Visually, the episodes have been referred to as "Tarantino-esque...really attentive to detail" by Gary Dourdan, who plays Warrick. His co-star Marg Helgenberger opined that "his [Tarantino's] filmmaking style lends itself really well to CSI... there's an enormous amount of close-ups, and it's a very visual show".

Some elements of the episode, such as the pile of intestines that lures Nick to the alley, Walter Gordon's suicide and the black-and-white autopsy scene which Nick imagines when he is trapped in the coffin have been likened to the viscera of Kill Bill and other Tarantino films, and Nick's hallucination of Al Robbins and David Phillips conducting his autopsy is also similar to Tarantino's cinematography in the same film. The use of nonlinear storytelling at the beginning of the episode (going forwards in time to the search for Nick, back to the early evening and so on) also mimics Kill Bill volumes 1 and 2, which present various elements of the story in a nonlinear order over two films.

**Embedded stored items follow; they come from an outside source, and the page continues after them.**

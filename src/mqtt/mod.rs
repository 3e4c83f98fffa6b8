//! # MQTT Session Module
//!
//! Owns the one long-lived publish/subscribe session with the broker.
//! Everything that touches the network lives here; the telemetry layer above
//! only sees [`mqtt_handler::SessionHandle`] and the stream of
//! [`message_manager::TelemetryMessage`]s it forwards.
//!
//! ## Module Architecture
//!
//! ```text
//! mqtt/
//! ├── config.rs           - Broker address, credentials, QoS and timeouts
//! ├── error.rs            - Connect/subscribe/publish/refresh error taxonomy
//! ├── message_manager.rs  - Inbound message representation
//! ├── transport.rs        - Transport seam and the rumqttc implementation
//! ├── mqtt_handler.rs     - Session worker and its handle
//! └── command.rs          - Actuator command payloads
//! ```
//!
//! ## Delivery Semantics
//!
//! Subscriptions request the configured QoS, but the bus itself relies on
//! nothing beyond best effort. Publishing is at-most-once from the bus's
//! point of view: without a live session a publish fails with
//! `NotConnected` and is not queued. There is no automatic reconnect; a lost
//! link stays down until the next explicit refresh.

pub mod command;
pub mod config;
pub mod error;
pub mod message_manager;
pub mod mqtt_handler;
pub mod transport;

#[cfg(test)]
pub(crate) mod mock_transport;
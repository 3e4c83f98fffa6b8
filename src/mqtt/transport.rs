//! Transport seam between the session worker and the network
//!
//! The session worker is the only caller; it owns exactly one transport and
//! drives it strictly sequentially. Inbound traffic comes back through the
//! [`TransportEvent`] channel handed over on connect, from a separate pump
//! task that must never wait on a consumer.

use super::config::ConnectOptions;
use super::error::{ConnectError, PublishError, SubscribeError};
use super::message_manager::TelemetryMessage;
use async_trait::async_trait;
use bytes::Bytes;
use rumqttc::{
    AsyncClient, ConnectionError, Event, EventLoop, MqttOptions, Outgoing, Packet, QoS, SubAck,
    SubscribeReasonCode,
};
use std::io;
use std::time::Duration;
use tokio::sync::mpsc;
use tokio::task::JoinHandle;
use tokio_util::sync::CancellationToken;
use tracing::{debug, error, info, warn};

const DISCONNECT_FLUSH: Duration = Duration::from_millis(500);

#[derive(Debug, Clone, PartialEq)]
pub enum TransportEvent {
    Message(TelemetryMessage),
    /// The link dropped without being asked to
    ConnectionLost(String),
}

#[async_trait]
pub trait BrokerTransport: Send + 'static {
    /// Opens the link and returns once the broker acknowledged the session
    async fn connect(
        &mut self,
        options: &ConnectOptions,
        events: mpsc::Sender<TransportEvent>,
    ) -> Result<(), ConnectError>;

    /// Subscribes and waits for the broker's verdict
    async fn subscribe(&mut self, topic: &str, qos: QoS) -> Result<(), SubscribeError>;

    async fn publish(&mut self, topic: &str, payload: Bytes, qos: QoS) -> Result<(), PublishError>;

    /// Releases the link; a no-op when there is none
    async fn disconnect(&mut self);
}

/// Subscribe traffic seen by the pump, in wire order
#[derive(Debug)]
enum SubscribeProgress {
    Sent(u16),
    Acked(SubAck),
}

struct Link {
    client: AsyncClient,
    subacks: mpsc::Receiver<SubscribeProgress>,
    shutdown: CancellationToken,
    pump: JoinHandle<()>,
    subscribe_timeout: Duration,
}

/// Production transport on top of rumqttc
#[derive(Default)]
pub struct RumqttTransport {
    link: Option<Link>,
}

impl RumqttTransport {
    pub fn new() -> Self {
        Self::default()
    }
}

#[async_trait]
impl BrokerTransport for RumqttTransport {
    async fn connect(
        &mut self,
        options: &ConnectOptions,
        events: mpsc::Sender<TransportEvent>,
    ) -> Result<(), ConnectError> {
        self.disconnect().await;

        let mut mqtt_options = MqttOptions::new(
            options.client_id.clone(),
            options.address.host.clone(),
            options.address.port,
        );
        mqtt_options
            .set_keep_alive(options.keep_alive)
            .set_clean_session(true);
        if let Some(credentials) = &options.credentials {
            mqtt_options.set_credentials(credentials.username.clone(), credentials.password.clone());
        }

        let (client, mut event_loop) = AsyncClient::new(mqtt_options, options.event_capacity);

        info!("Connecting to broker {} as {}", options.address, options.client_id);
        let handshake = async {
            loop {
                match event_loop.poll().await {
                    Ok(Event::Incoming(Packet::ConnAck(ack))) => return Ok(ack),
                    Ok(other) => debug!("Pre-ConnAck event: {:?}", other),
                    Err(e) => return Err(map_connection_error(e)),
                }
            }
        };

        let ack = match tokio::time::timeout(options.connect_timeout, handshake).await {
            Ok(Ok(ack)) => ack,
            Ok(Err(e)) => {
                error!("Connect to {} failed: {}", options.address, e);
                return Err(e);
            }
            Err(_) => {
                error!("Connect to {} timed out after {:?}", options.address, options.connect_timeout);
                return Err(ConnectError::Timeout);
            }
        };
        debug!("ConnAck received: {:?}", ack);

        let (suback_tx, subacks) = mpsc::channel(16);
        let shutdown = CancellationToken::new();
        let pump = tokio::spawn(pump_events(event_loop, events, suback_tx, shutdown.clone()));

        self.link = Some(Link {
            client,
            subacks,
            shutdown,
            pump,
            subscribe_timeout: options.subscribe_timeout,
        });
        Ok(())
    }

    async fn subscribe(&mut self, topic: &str, qos: QoS) -> Result<(), SubscribeError> {
        let link = self.link.as_mut().ok_or(SubscribeError::NotConnected)?;

        // traffic of earlier timed-out requests must not answer this one
        while link.subacks.try_recv().is_ok() {}

        link.client
            .subscribe(topic, qos)
            .await
            .map_err(|_| SubscribeError::NotConnected)?;

        // The first Subscribe on the wire after the drain is ours, unless an
        // older request had not been written yet when it timed out.
        let verdict = tokio::time::timeout(link.subscribe_timeout, async {
            let mut pkid = None;
            while let Some(progress) = link.subacks.recv().await {
                match progress {
                    SubscribeProgress::Sent(sent) if pkid.is_none() => pkid = Some(sent),
                    SubscribeProgress::Sent(_) => {}
                    SubscribeProgress::Acked(ack) if Some(ack.pkid) == pkid => return Some(ack),
                    SubscribeProgress::Acked(ack) => {
                        debug!("Ignoring SubAck {} of an earlier subscribe", ack.pkid)
                    }
                }
            }
            None
        })
        .await;

        match verdict {
            Ok(Some(ack)) if suback_granted(&ack) => Ok(()),
            Ok(Some(_)) => Err(SubscribeError::BrokerRejected(topic.to_string())),
            Ok(None) => Err(SubscribeError::NotConnected),
            Err(_) => {
                warn!("No SubAck for {} within {:?}", topic, link.subscribe_timeout);
                Err(SubscribeError::BrokerRejected(topic.to_string()))
            }
        }
    }

    async fn publish(&mut self, topic: &str, payload: Bytes, qos: QoS) -> Result<(), PublishError> {
        let link = self.link.as_ref().ok_or(PublishError::NotConnected)?;
        link.client
            .publish(topic, qos, false, payload.to_vec())
            .await
            .map_err(|_| PublishError::NotConnected)
    }

    async fn disconnect(&mut self) {
        let Some(link) = self.link.take() else {
            return;
        };

        if let Err(e) = link.client.try_disconnect() {
            debug!("Disconnect request not queued: {}", e);
        }
        link.shutdown.cancel();
        if let Err(e) = link.pump.await {
            warn!("Event pump ended abnormally: {}", e);
        }
        info!("Broker link released");
    }
}

/// Network side of the link: forwards publishes and SubAcks
async fn pump_events(
    mut event_loop: EventLoop,
    events: mpsc::Sender<TransportEvent>,
    subacks: mpsc::Sender<SubscribeProgress>,
    shutdown: CancellationToken,
) {
    loop {
        let polled = tokio::select! {
            _ = shutdown.cancelled() => None,
            polled = event_loop.poll() => Some(polled),
        };

        match polled {
            None => {
                flush_disconnect(&mut event_loop).await;
                break;
            }
            Some(Ok(Event::Incoming(Packet::Publish(publish)))) => {
                let msg = TelemetryMessage::from_topic(publish.topic, publish.payload);
                if let Err(e) = events.try_send(TransportEvent::Message(msg)) {
                    warn!("Dropping inbound message: {}", e);
                }
            }
            Some(Ok(Event::Outgoing(Outgoing::Subscribe(pkid)))) => {
                if subacks.try_send(SubscribeProgress::Sent(pkid)).is_err() {
                    debug!("Nobody waiting for Subscribe {}", pkid);
                }
            }
            Some(Ok(Event::Incoming(Packet::SubAck(ack)))) => {
                if subacks.try_send(SubscribeProgress::Acked(ack)).is_err() {
                    debug!("Nobody waiting for SubAck");
                }
            }
            Some(Ok(_)) => {}
            Some(Err(e)) => {
                warn!("Broker connection lost: {}", e);
                if let Err(err) = events.try_send(TransportEvent::ConnectionLost(e.to_string())) {
                    // the worker still sees the queue close
                    warn!("Link loss notice not queued: {}", err);
                }
                break;
            }
        }
    }
}

async fn flush_disconnect(event_loop: &mut EventLoop) {
    let flushed = tokio::time::timeout(DISCONNECT_FLUSH, async {
        loop {
            match event_loop.poll().await {
                Ok(Event::Outgoing(Outgoing::Disconnect)) | Err(_) => break,
                Ok(_) => {}
            }
        }
    })
    .await;
    if flushed.is_err() {
        debug!("Disconnect not flushed within {:?}", DISCONNECT_FLUSH);
    }
}

fn suback_granted(ack: &SubAck) -> bool {
    ack.return_codes
        .iter()
        .all(|code| matches!(code, SubscribeReasonCode::Success(_)))
}

fn map_connection_error(err: ConnectionError) -> ConnectError {
    match err {
        ConnectionError::ConnectionRefused(code) => ConnectError::Refused(format!("{:?}", code)),
        ConnectionError::NetworkTimeout => ConnectError::Timeout,
        ConnectionError::Io(e) if e.kind() == io::ErrorKind::ConnectionRefused => {
            ConnectError::Refused(e.to_string())
        }
        ConnectionError::Io(e) if e.kind() == io::ErrorKind::TimedOut => ConnectError::Timeout,
        other => ConnectError::Unreachable(other.to_string()),
    }
}
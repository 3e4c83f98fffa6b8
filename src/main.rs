use color_eyre::{eyre::eyre, Result};
use dormlink::config::{ensure_default_config, AppConfig};
use dormlink::mqtt::transport::RumqttTransport;
use dormlink::registry::{ConnectionType, DeviceFilter, DeviceId, DeviceKind, DeviceRegistry, FileRegistry, NewDevice};
use dormlink::telemetry::router::{RefreshOutcome, SlotReading, TelemetryConsumer};
use dormlink::telemetry::topic_state::SlotId;
use dormlink::telemetry::TelemetryBus;
use std::sync::Arc;
use tokio::io::{AsyncBufReadExt, BufReader};
use tokio_util::sync::CancellationToken;
use tracing::{error, info, warn, Level};
use tracing_subscriber::FmtSubscriber;

#[tokio::main]
async fn main() -> Result<()> {
    setup()?;

    let config_path = AppConfig::default_path();
    ensure_default_config(&config_path).await?;
    let config = AppConfig::load(&config_path).await?;

    let registry = Arc::new(FileRegistry::new(config.registry.path.clone()));
    info!("Device registry at {}", registry.path().display());
    let bus = TelemetryBus::spawn(
        &config.mqtt,
        &config.bus,
        registry.clone(),
        RumqttTransport::new(),
    )
    .map_err(|e| eyre!("Failed to start telemetry bus: {}", e))?;
    let _logger = bus.attach(LogConsumer);

    // Result is logged by the consumer
    bus.request_refresh();

    let shutdown = CancellationToken::new();
    let ctrl_c = shutdown.clone();
    tokio::spawn(async move {
        if tokio::signal::ctrl_c().await.is_ok() {
            info!("Ctrl-C received");
            ctrl_c.cancel();
        }
    });

    let mut lines = BufReader::new(tokio::io::stdin()).lines();
    loop {
        let line = tokio::select! {
            _ = shutdown.cancelled() => break,
            line = lines.next_line() => line?,
        };
        let Some(line) = line else {
            break;
        };
        match handle_command(line.trim(), &bus, registry.as_ref()).await {
            Ok(true) => {}
            Ok(false) => break,
            Err(e) => warn!("{}", e),
        }
    }

    bus.shutdown().await;
    Ok(())
}

/// Returns `false` when the user asked to quit
async fn handle_command(line: &str, bus: &TelemetryBus, registry: &FileRegistry) -> Result<bool> {
    let mut parts = line.splitn(3, ' ');
    match parts.next().unwrap_or_default() {
        "" => {}
        "quit" | "exit" => return Ok(false),
        "refresh" => {
            bus.request_refresh();
        }
        "state" => {
            let status = bus.session_status();
            info!(
                "Session {:?}, {} received, {} published",
                bus.session_state(),
                status.messages_received,
                status.messages_published
            );
        }
        "readings" => {
            let table = bus.readings();
            for (n, view) in table.slots.iter().enumerate() {
                match &view.latest {
                    Some((reading, at)) => {
                        info!("{} {} {} at {}", SlotId(n), view.topic, reading, at.format("%H:%M:%S"))
                    }
                    None => info!("{} {} no reading yet", SlotId(n), view.topic),
                }
            }
        }
        "devices" => {
            for record in registry.list_devices(DeviceFilter::all()).await? {
                info!(
                    "{} {} sensor={} location={}",
                    record.id,
                    record.topic,
                    record.is_sensor,
                    record.location.as_deref().unwrap_or_default()
                );
            }
        }
        "add" => {
            let usage = || eyre!("usage: add <wifi|nbiot>/<kind>/<device id>");
            let mut fields = parts.next().ok_or_else(usage)?.splitn(3, '/');
            let connection: ConnectionType = fields.next().ok_or_else(usage)?.parse()?;
            let kind: DeviceKind = fields.next().ok_or_else(usage)?.parse()?;
            let device_id = fields.next().ok_or_else(usage)?;
            let record = registry
                .add_device(NewDevice::new(connection, kind, device_id))
                .await?;
            info!("Added {} as {}", record.topic, record.id);
            bus.request_refresh();
        }
        "remove" => {
            let id = parts.next().ok_or_else(|| eyre!("usage: remove <id>"))?;
            registry.delete_device(&DeviceId(id.to_string())).await?;
            bus.request_refresh();
        }
        "publish" => {
            let topic = parts.next().ok_or_else(|| eyre!("usage: publish <topic> <payload>"))?;
            let payload = parts.next().unwrap_or_default().to_string();
            bus.publish(topic, payload).await?;
        }
        other => warn!("Unknown command: {}", other),
    }
    Ok(true)
}

struct LogConsumer;

impl TelemetryConsumer for LogConsumer {
    fn on_reading(&mut self, slot: SlotId, reading: &SlotReading) {
        info!("{} {}: {}", slot, reading.topic, reading.reading);
    }

    fn on_refresh_result(&mut self, result: &RefreshOutcome) {
        match result {
            Ok(report) => {
                info!("Subscribed to {} topic(s)", report.subscribed.len());
                for (topic, e) in &report.failed {
                    warn!("No telemetry for {}: {}", topic, e);
                }
            }
            Err(e) => error!("{}", e),
        }
    }
}

fn setup() -> Result<()> {
    if std::env::var("RUST_LIB_BACKTRACE").is_err() {
        std::env::set_var("RUST_LIB_BACKTRACE", "0")
    }
    color_eyre::install()?;
    if std::env::var("RUST_LOG").is_err() {
        std::env::set_var("RUST_LOG", "info")
    }
    setup_logging_env();
    Ok(())
}

fn setup_logging_env() {
    let level = std::env::var("RUST_LOG")
        .ok()
        .and_then(|level| level.parse::<Level>().ok())
        .unwrap_or(Level::INFO);

    FmtSubscriber::builder()
        .with_max_level(level)
        .with_target(false)
        .with_thread_ids(true)
        .with_file(true)
        .with_line_number(true)
        .pretty()
        .init();
}
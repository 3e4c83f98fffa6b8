//! Message Router
//!
//! Moves telemetry off the network context and onto consumer contexts.
//!
//! ```text
//! session worker ──[TelemetryMessage]──► router task ──► SlotTable (watch)
//!                                          │   ▲
//!                 RouterHandle ─[control]──┘   └── TopicStateIndex (watch)
//!                                          │
//!                                          └──[TelemetryEvent]──► consumer channels
//! ```
//!
//! The router task is the only writer of the slot table. Messages are
//! handled one at a time in arrival order, so per-topic order is kept.
//! Unmapped topics and undecodable payloads are dropped and only logged.

use super::refresh::RefreshReport;
use super::topic_state::{decode, Reading, SlotId, TopicStateIndex};
use crate::mqtt::error::RefreshFailed;
use crate::mqtt::message_manager::TelemetryMessage;
use crate::registry::DeviceKind;
use chrono::{DateTime, Local};
use std::collections::HashMap;
use std::sync::Arc;
use tokio::sync::mpsc::error::TrySendError;
use tokio::sync::{mpsc, watch};
use tokio::task::JoinHandle;
use tokio_util::sync::CancellationToken;
use tracing::{debug, info, warn};

pub type RefreshOutcome = Result<RefreshReport, RefreshFailed>;

#[derive(Debug, Clone, PartialEq)]
pub struct SlotReading {
    pub epoch: u64,
    pub topic: String,
    pub reading: Reading,
    pub received_at: DateTime<Local>,
}

#[derive(Debug, Clone, PartialEq)]
pub enum TelemetryEvent {
    Reading { slot: SlotId, reading: SlotReading },
    RefreshResult(RefreshOutcome),
}

/// Last known value of one slot
#[derive(Debug, Clone, PartialEq)]
pub struct SlotView {
    pub topic: String,
    pub kind: DeviceKind,
    pub latest: Option<(Reading, DateTime<Local>)>,
}

/// Consumer-visible readings, one entry per slot of the current index
#[derive(Debug, Clone, Default, PartialEq)]
pub struct SlotTable {
    pub epoch: u64,
    pub slots: Vec<SlotView>,
}

impl SlotTable {
    /// New table for `index`; devices that survived keep their last reading
    fn rebuild(index: &TopicStateIndex, previous: &SlotTable) -> Self {
        let carried: HashMap<&str, &SlotView> =
            previous.slots.iter().map(|v| (v.topic.as_str(), v)).collect();

        let slots = index
            .slots()
            .map(|(_, entry)| SlotView {
                topic: entry.topic.clone(),
                kind: entry.path.device_kind,
                latest: carried.get(entry.topic.as_str()).and_then(|v| v.latest),
            })
            .collect();

        Self {
            epoch: index.epoch(),
            slots,
        }
    }

    pub fn get(&self, slot: SlotId) -> Option<&SlotView> {
        self.slots.get(slot.0)
    }
}

/// Callbacks of a telemetry consumer, run on the consumer's own task
pub trait TelemetryConsumer: Send + 'static {
    fn on_reading(&mut self, slot: SlotId, reading: &SlotReading);

    fn on_refresh_result(&mut self, result: &RefreshOutcome);
}

/// Drives `consumer` until its channel closes, then hands it back
pub fn spawn_consumer<C: TelemetryConsumer>(
    mut events: mpsc::Receiver<TelemetryEvent>,
    mut consumer: C,
) -> JoinHandle<C> {
    tokio::spawn(async move {
        while let Some(event) = events.recv().await {
            match event {
                TelemetryEvent::Reading { slot, reading } => consumer.on_reading(slot, &reading),
                TelemetryEvent::RefreshResult(result) => consumer.on_refresh_result(&result),
            }
        }
        consumer
    })
}

#[derive(Debug)]
enum RouterControl {
    Register(mpsc::Sender<TelemetryEvent>),
    RefreshResult(RefreshOutcome),
}

#[derive(Clone)]
pub struct RouterHandle {
    control: mpsc::UnboundedSender<RouterControl>,
    table: watch::Receiver<SlotTable>,
}

impl RouterHandle {
    /// New consumer channel; closed right away if the router is gone
    pub fn register(&self, capacity: usize) -> mpsc::Receiver<TelemetryEvent> {
        let (tx, rx) = mpsc::channel(capacity.max(1));
        if self.control.send(RouterControl::Register(tx)).is_err() {
            warn!("Router is gone, consumer channel closed");
        }
        rx
    }

    pub(crate) fn report_refresh(&self, result: RefreshOutcome) {
        if self.control.send(RouterControl::RefreshResult(result)).is_err() {
            debug!("Router is gone, refresh result not delivered");
        }
    }

    pub fn table(&self) -> watch::Receiver<SlotTable> {
        self.table.clone()
    }

    pub fn snapshot(&self) -> SlotTable {
        self.table.borrow().clone()
    }
}

pub struct MessageRouter {
    inbound: mpsc::Receiver<TelemetryMessage>,
    control: mpsc::UnboundedReceiver<RouterControl>,
    index: watch::Receiver<Arc<TopicStateIndex>>,
    listeners: Vec<mpsc::Sender<TelemetryEvent>>,
    table: watch::Sender<SlotTable>,
}

enum Wake {
    Stop,
    Message(TelemetryMessage),
    Control(RouterControl),
    IndexChanged,
    IndexClosed,
}

impl MessageRouter {
    pub fn new(
        inbound: mpsc::Receiver<TelemetryMessage>,
        index: watch::Receiver<Arc<TopicStateIndex>>,
    ) -> (Self, RouterHandle) {
        let (control_tx, control_rx) = mpsc::unbounded_channel();
        let initial = SlotTable::rebuild(&index.borrow(), &SlotTable::default());
        let (table_tx, table_rx) = watch::channel(initial);

        let router = Self {
            inbound,
            control: control_rx,
            index,
            listeners: Vec::new(),
            table: table_tx,
        };
        let handle = RouterHandle {
            control: control_tx,
            table: table_rx,
        };
        (router, handle)
    }

    pub async fn run(mut self, shutdown: CancellationToken) {
        info!("Message router started");
        let mut index_open = true;

        loop {
            let wake = tokio::select! {
                _ = shutdown.cancelled() => Wake::Stop,
                msg = self.inbound.recv() => msg.map_or(Wake::Stop, Wake::Message),
                Some(ctl) = self.control.recv() => Wake::Control(ctl),
                changed = self.index.changed(), if index_open => {
                    if changed.is_ok() { Wake::IndexChanged } else { Wake::IndexClosed }
                }
            };

            match wake {
                Wake::Stop => break,
                Wake::Message(msg) => self.dispatch(msg),
                Wake::Control(RouterControl::Register(tx)) => {
                    debug!("Consumer registered ({} total)", self.listeners.len() + 1);
                    self.listeners.push(tx);
                }
                Wake::Control(RouterControl::RefreshResult(result)) => {
                    self.broadcast(TelemetryEvent::RefreshResult(result));
                }
                Wake::IndexChanged => self.sync_table(),
                Wake::IndexClosed => index_open = false,
            }
        }

        info!("Message router stopped");
    }

    fn current_index(&self) -> Arc<TopicStateIndex> {
        self.index.borrow().clone()
    }

    /// Rebuilds the slot table when the index epoch moved on
    fn sync_table(&mut self) {
        let index = self.current_index();
        self.table.send_if_modified(|table| {
            if table.epoch == index.epoch() {
                return false;
            }
            debug!("Slot table rebuilt for epoch {}", index.epoch());
            let rebuilt = SlotTable::rebuild(&index, table);
            *table = rebuilt;
            true
        });
    }

    fn dispatch(&mut self, msg: TelemetryMessage) {
        self.sync_table();
        let index = self.current_index();

        let Some(slot) = index.resolve(&msg.topic) else {
            debug!("Dropping message on unmapped topic {}", msg.topic);
            return;
        };
        let Some(entry) = index.slot(slot) else {
            return;
        };

        let reading = match decode(entry.path.device_kind, &msg.payload) {
            Ok(reading) => reading,
            Err(e) => {
                debug!("Dropping message on {}: {}", msg.topic, e);
                return;
            }
        };

        self.table.send_modify(|table| {
            if let Some(view) = table.slots.get_mut(slot.0) {
                view.latest = Some((reading, msg.received_at));
            }
        });

        let event = TelemetryEvent::Reading {
            slot,
            reading: SlotReading {
                epoch: index.epoch(),
                topic: msg.topic,
                reading,
                received_at: msg.received_at,
            },
        };
        self.broadcast(event);
    }

    fn broadcast(&mut self, event: TelemetryEvent) {
        self.listeners.retain(|listener| match listener.try_send(event.clone()) {
            Ok(()) => true,
            Err(TrySendError::Full(_)) => {
                warn!("Consumer queue full, event dropped");
                true
            }
            Err(TrySendError::Closed(_)) => {
                debug!("Consumer went away");
                false
            }
        });
    }
}
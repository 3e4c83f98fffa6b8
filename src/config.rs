use crate::mqtt::config::MqttConfig;
use color_eyre::{eyre::eyre, Result};
use serde::{Deserialize, Serialize};
use std::path::{Path, PathBuf};
use std::time::Duration;
use tracing::{debug, info, warn};

const CONFIG_DIR: &str = ".config/dormlink";
const CONFIG_FILE: &str = "config.toml";
const DEVICES_FILE: &str = "devices.toml";

#[derive(Deserialize, Serialize, Clone, Debug, PartialEq)]
#[serde(default)]
pub struct BusConfig {
    /// Minimum spacing between two refresh cycles
    pub min_refresh_interval_ms: u64,
    /// Inbound queue between the session worker and the router
    pub router_capacity: usize,
    /// Per-consumer event queue
    pub consumer_capacity: usize,
}

impl Default for BusConfig {
    fn default() -> Self {
        Self {
            min_refresh_interval_ms: 500,
            router_capacity: 256,
            consumer_capacity: 64,
        }
    }
}

impl BusConfig {
    pub fn min_refresh_interval(&self) -> Duration {
        Duration::from_millis(self.min_refresh_interval_ms)
    }
}

#[derive(Deserialize, Serialize, Clone, Debug, PartialEq)]
#[serde(default)]
pub struct RegistryConfig {
    pub path: PathBuf,
}

impl Default for RegistryConfig {
    fn default() -> Self {
        let mut path = config_dir();
        path.push(DEVICES_FILE);
        Self { path }
    }
}

#[derive(Deserialize, Serialize, Clone, Debug, Default, PartialEq)]
#[serde(default)]
pub struct AppConfig {
    pub mqtt: MqttConfig,
    pub bus: BusConfig,
    pub registry: RegistryConfig,
}

impl AppConfig {
    pub fn default_path() -> PathBuf {
        let mut path = config_dir();
        path.push(CONFIG_FILE);
        path
    }

    pub async fn load(path: &Path) -> Result<Self> {
        let config: AppConfig = if tokio::fs::try_exists(path)
            .await
            .map_err(|e| eyre!("Failed to check if config file exists: {}", e))?
        {
            let content = tokio::fs::read_to_string(path)
                .await
                .map_err(|e| eyre!("Failed to read config file: {}", e))?;
            toml::from_str(&content).map_err(|e| eyre!("Failed to parse config file: {}", e))?
        } else {
            warn!("Config file {} does not exist, using default", path.display());
            AppConfig::default()
        };

        config
            .mqtt
            .validate()
            .map_err(|e| eyre!("Invalid mqtt config: {}", e))?;
        debug!("Loaded config from {}", path.display());
        Ok(config)
    }

    pub async fn save(&self, path: &Path) -> Result<()> {
        if let Some(parent) = path.parent() {
            tokio::fs::create_dir_all(parent)
                .await
                .map_err(|e| eyre!("Failed to create config directory: {}", e))?;
        }
        let content =
            toml::to_string_pretty(self).map_err(|e| eyre!("Failed to serialize config: {}", e))?;
        tokio::fs::write(path, content)
            .await
            .map_err(|e| eyre!("Failed to write config file: {}", e))?;
        Ok(())
    }
}

/// Writes a default config file when none exists yet
pub async fn ensure_default_config(path: &Path) -> Result<()> {
    if !tokio::fs::try_exists(path)
        .await
        .map_err(|e| eyre!("Failed to check if config file exists: {}", e))?
    {
        info!("Creating default configuration at {}", path.display());
        AppConfig::default().save(path).await?;
    }
    Ok(())
}

fn config_dir() -> PathBuf {
    let mut path = dirs::home_dir().unwrap_or_else(|| {
        warn!("Could not determine home directory, using current directory");
        PathBuf::from(".")
    });
    path.push(CONFIG_DIR);
    path
}

#[cfg(test)]
mod tests {
    use super::*;

    #[tokio::test]
    async fn default_config_is_written_once_and_reloads() {
        let dir = tempfile::tempdir().unwrap();
        let path = dir.path().join("nested").join(CONFIG_FILE);

        ensure_default_config(&path).await.unwrap();
        let loaded = AppConfig::load(&path).await.unwrap();
        assert_eq!(loaded, AppConfig::default());

        let mut changed = loaded.clone();
        changed.bus.min_refresh_interval_ms = 0;
        changed.save(&path).await.unwrap();
        ensure_default_config(&path).await.unwrap();
        assert_eq!(AppConfig::load(&path).await.unwrap(), changed);
    }

    #[tokio::test]
    async fn partial_file_falls_back_to_defaults() {
        let dir = tempfile::tempdir().unwrap();
        let path = dir.path().join(CONFIG_FILE);
        tokio::fs::write(
            &path,
            "[mqtt]\nbroker_url = \"tcp://broker.local:1884\"\n\n[bus]\nconsumer_capacity = 8\n",
        )
        .await
        .unwrap();

        let config = AppConfig::load(&path).await.unwrap();
        assert_eq!(config.mqtt.broker_url, "tcp://broker.local:1884");
        assert_eq!(config.mqtt.client_id, MqttConfig::default().client_id);
        assert_eq!(config.bus.consumer_capacity, 8);
        assert_eq!(config.bus.min_refresh_interval(), Duration::from_millis(500));
    }

    #[tokio::test]
    async fn invalid_qos_is_rejected_at_load() {
        let dir = tempfile::tempdir().unwrap();
        let path = dir.path().join(CONFIG_FILE);
        tokio::fs::write(&path, "[mqtt]\nsubscribe_qos = 3\n")
            .await
            .unwrap();

        assert!(AppConfig::load(&path).await.is_err());
    }

    #[tokio::test]
    async fn missing_file_loads_defaults() {
        let dir = tempfile::tempdir().unwrap();
        let config = AppConfig::load(&dir.path().join(CONFIG_FILE)).await.unwrap();
        assert_eq!(config.bus, BusConfig::default());
    }
}
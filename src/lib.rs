pub mod config;
pub mod mqtt;
pub mod registry;
pub mod telemetry;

====To "Crate 'n Burial"====
"Crate 'n Burial" is a season 1 episode of CSI which bears many resemblances in terms of plot, to "Grave Danger". For example, the kidnapper buries his victim, a businessman's wife, underground in the Nevada desert and demands $2 million for her safe return, on a short deadline of 3 hours. However, the culprit in "Crate 'n Burial" is after the money, not revenge, and the victim (Laura Garas) was initially an accomplice in a staged kidnapping. One scene from "Grave Danger" in particular, of Nick hammering on the lid of the coffin and screaming after he hears the dictaphone message, echoes a scene from the earlier episode, wherein the victim wakes up in a box, flicks on a lighter, and seeing her predicament, starts to scream wildly.

==Awards==
Tarantino was nominated for the 2005 Primetime Emmy Award for Outstanding Directing for a Drama Series.

==Arc significance==
This episode concludes the breakup of the team, ordered by Supervisor Conrad Ecklie. Ecklie initiated the dissolution as retribution against Grissom for allegedly mishandling an older case in the episode "Mea Culpa". Ecklie assigned Nick and Warrick to Catherine and Greg and Sara to Grissom. Upon Nick's placement on an ambulance, Grissom defiantly tells Ecklie, "I want my guys back!", to which Ecklie reluctantly agrees.

This episode also introduced viewers to Undersheriff Jeffrey McKeen (Conor O'Farrell).

==Home media releases==
"Grave Danger" was already included as a double volume episode on the Season 5 DVD, then was offered as its own DVD broken up as a 2-parter just as on the original Season 5 boxset. It is now on Blu-ray/DVD combination in the original, complete film format in which it was originally broadcast minus the memorial dedication to Frank Gorshin who had died the day before the episode premiered on television.